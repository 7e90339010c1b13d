//! Implementation of the `tl export` command.
//!
//! Writes the complete document as an Automerge snapshot to stdout. The output
//! is what `tl import` and `tl sync` on another machine consume.

use std::io::Write;

use anyhow::{Context, Result};

use crate::Config;
use crate::document::LocalDocument;

pub fn run<W: Write>(writer: &mut W, config: &Config) -> Result<usize> {
    let mut document = LocalDocument::open(config)?;
    let snapshot = document.index_mut().encode_snapshot();
    writer
        .write_all(&snapshot)
        .context("failed to write snapshot")?;
    writer.flush().context("failed to flush snapshot")?;
    Ok(snapshot.len())
}
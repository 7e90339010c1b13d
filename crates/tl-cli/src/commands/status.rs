//! Status command for showing the time log and the active session.

use std::io::Write;
use std::path::Path;

use anyhow::Result;

use tl_store::TimeLogIndex;

use crate::Config;
use crate::commands::util::format_instant;
use crate::document::LocalDocument;

pub fn run<W: Write>(writer: &mut W, config: &Config) -> Result<()> {
    let mut document = LocalDocument::open(config)?;
    write_status(writer, &config.document_path, document.index_mut())
}

fn write_status<W: Write>(writer: &mut W, path: &Path, index: &mut TimeLogIndex) -> Result<()> {
    writeln!(writer, "Time log status")?;
    writeln!(writer, "Document: {}", path.display())?;

    match index.query_date_range() {
        Some((first, last)) => writeln!(
            writer,
            "Time logs: {} ({} to {})",
            index.len(),
            format_instant(first),
            format_instant(last)
        )?,
        None => writeln!(writer, "Time logs: none")?,
    }

    match index.recording().active() {
        Some(session) => writeln!(
            writer,
            "Recording: {} since {} ({})",
            session.task,
            format_instant(session.start),
            session.id
        )?,
        None => writeln!(writer, "Not recording.")?,
    }

    Ok(())
}
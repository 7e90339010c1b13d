//! Exclusive access to the local replica.
//!
//! Every command that writes to the document holds an exclusive lock on a
//! sibling lock file from load to save, so concurrent `tl` invocations on one
//! machine serialize instead of overwriting each other's changes.

use std::fs::{self, File};
use std::path::PathBuf;
use std::sync::Arc;

use anyhow::{Context, Result};
use fs2::FileExt;
use tl_store::{ActorId, Replica, ResortScheduler, TimeLogIndex};
use tokio::sync::Mutex;

use crate::config::{Config, ResortSettings};
use crate::machine;

/// The local time log, locked for the lifetime of this value.
pub struct LocalDocument {
    index: TimeLogIndex,
    path: PathBuf,
    _lock: File,
}

/// Outcome of merging a remote snapshot.
#[derive(Debug, Clone, Copy, PartialEq, Eq)]
pub struct MergeReport {
    /// Changes that were new to this replica.
    pub applied: usize,
    /// Entries in the ordered sequence after the repair pass.
    pub records: usize,
}

impl LocalDocument {
    /// Opens the document as this machine. Requires `tl init`.
    pub fn open(config: &Config) -> Result<Self> {
        let identity = machine::require_machine_identity()?;
        Self::open_as(config, identity.actor_id()?)
    }

    /// Opens the document writing as `actor`, creating it if missing.
    pub fn open_as(config: &Config, actor: ActorId) -> Result<Self> {
        let lock_path = config.lock_path();
        if let Some(parent) = lock_path.parent() {
            fs::create_dir_all(parent)
                .with_context(|| format!("failed to create {}", parent.display()))?;
        }
        let lock = File::create(&lock_path)
            .with_context(|| format!("failed to create {}", lock_path.display()))?;
        lock.lock_exclusive()
            .context("failed to acquire document lock")?;

        let replica = Replica::open(&config.document_path, actor)
            .with_context(|| format!("failed to open {}", config.document_path.display()))?;
        tracing::debug!(path = %config.document_path.display(), "opened document");

        Ok(Self {
            index: TimeLogIndex::new(replica),
            path: config.document_path.clone(),
            _lock: lock,
        })
    }

    pub const fn index(&self) -> &TimeLogIndex {
        &self.index
    }

    pub fn index_mut(&mut self) -> &mut TimeLogIndex {
        &mut self.index
    }

    /// Writes the document back and releases the lock.
    pub fn save(mut self) -> Result<()> {
        self.index
            .save_to(&self.path)
            .with_context(|| format!("failed to save {}", self.path.display()))
    }

    /// Merges a remote snapshot, repairs the order, saves, and releases the lock.
    pub fn merge_and_save(self, snapshot: &[u8], settings: ResortSettings) -> Result<MergeReport> {
        let Self { index, path, _lock } = self;
        let runtime = tokio::runtime::Builder::new_current_thread()
            .enable_time()
            .build()
            .context("failed to start runtime")?;

        runtime.block_on(async move {
            let index = Arc::new(Mutex::new(index));
            let scheduler = ResortScheduler::spawn(Arc::clone(&index), settings.scheduler_config());

            let applied = index
                .lock()
                .await
                .apply_snapshot(snapshot)
                .context("failed to merge snapshot")?;
            scheduler.trigger();
            scheduler.wait_for_passes(1).await;
            drop(scheduler);

            let mut index = index.lock().await;
            index
                .save_to(&path)
                .with_context(|| format!("failed to save {}", path.display()))?;
            Ok::<_, anyhow::Error>(MergeReport {
                applied,
                records: index.len(),
            })
        })
    }
}

#[cfg(test)]
mod tests {
    use super::*;

    use chrono::{TimeZone, Utc};
    use tl_core::{LogId, TaskId, TimeLogRecord};

    fn config(dir: &std::path::Path) -> Config {
        Config {
            document_path: dir.join("timelog.automerge"),
            resort: ResortSettings {
                batch_size: 2,
                debounce_ms: 0,
            },
        }
    }

    fn record(id: &str, day: u32) -> TimeLogRecord {
        TimeLogRecord::new(
            LogId::new(id).unwrap(),
            TaskId::new("task-1").unwrap(),
            Utc.with_ymd_and_hms(2024, 5, day, 9, 0, 0).unwrap(),
            Utc.with_ymd_and_hms(2024, 5, day, 17, 0, 0).unwrap(),
        )
        .unwrap()
    }

    #[test]
    fn save_then_reopen() {
        let dir = tempfile::tempdir().unwrap();
        let config = config(dir.path());

        let mut doc = LocalDocument::open_as(&config, ActorId::from([1; 16].as_slice())).unwrap();
        doc.index_mut().upsert(record("a", 1)).unwrap();
        doc.save().unwrap();

        let doc = LocalDocument::open_as(&config, ActorId::from([1; 16].as_slice())).unwrap();
        assert_eq!(doc.index().len(), 1);
        assert!(config.lock_path().exists());
    }

    #[test]
    fn merge_and_save_sorts_remote_records() {
        let local_dir = tempfile::tempdir().unwrap();
        let remote_dir = tempfile::tempdir().unwrap();

        let local_actor = || ActorId::from([1; 16].as_slice());
        let mut local = LocalDocument::open_as(&config(local_dir.path()), local_actor()).unwrap();
        for (id, day) in [("l1", 2), ("l2", 4), ("l3", 6)] {
            local.index_mut().upsert(record(id, day)).unwrap();
        }
        local.save().unwrap();

        let remote_actor = ActorId::from([2; 16].as_slice());
        let mut remote = LocalDocument::open_as(&config(remote_dir.path()), remote_actor).unwrap();
        for (id, day) in [("r1", 1), ("r2", 3), ("r3", 5), ("r4", 7)] {
            remote.index_mut().upsert(record(id, day)).unwrap();
        }
        let snapshot = remote.index_mut().encode_snapshot();

        let local = LocalDocument::open_as(&config(local_dir.path()), local_actor()).unwrap();
        let report = local.merge_and_save(&snapshot, config(local_dir.path()).resort).unwrap();
        assert!(report.applied > 0);
        assert_eq!(report.records, 7);

        let local = LocalDocument::open_as(&config(local_dir.path()), local_actor()).unwrap();
        let ids: Vec<String> = local
            .index()
            .records()
            .into_iter()
            .map(|r| r.id.to_string())
            .collect();
        assert_eq!(ids, vec!["r1", "l1", "r2", "l2", "r3", "l3", "r4"]);
    }
}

-*-*-

What this task involves: Copy every line from the records above that contains the string "Some".

Solution to this problem:
        Some((first, last)) => writeln!(
        Some(session) => writeln!(
        if let Some(parent) = lock_path.parent() {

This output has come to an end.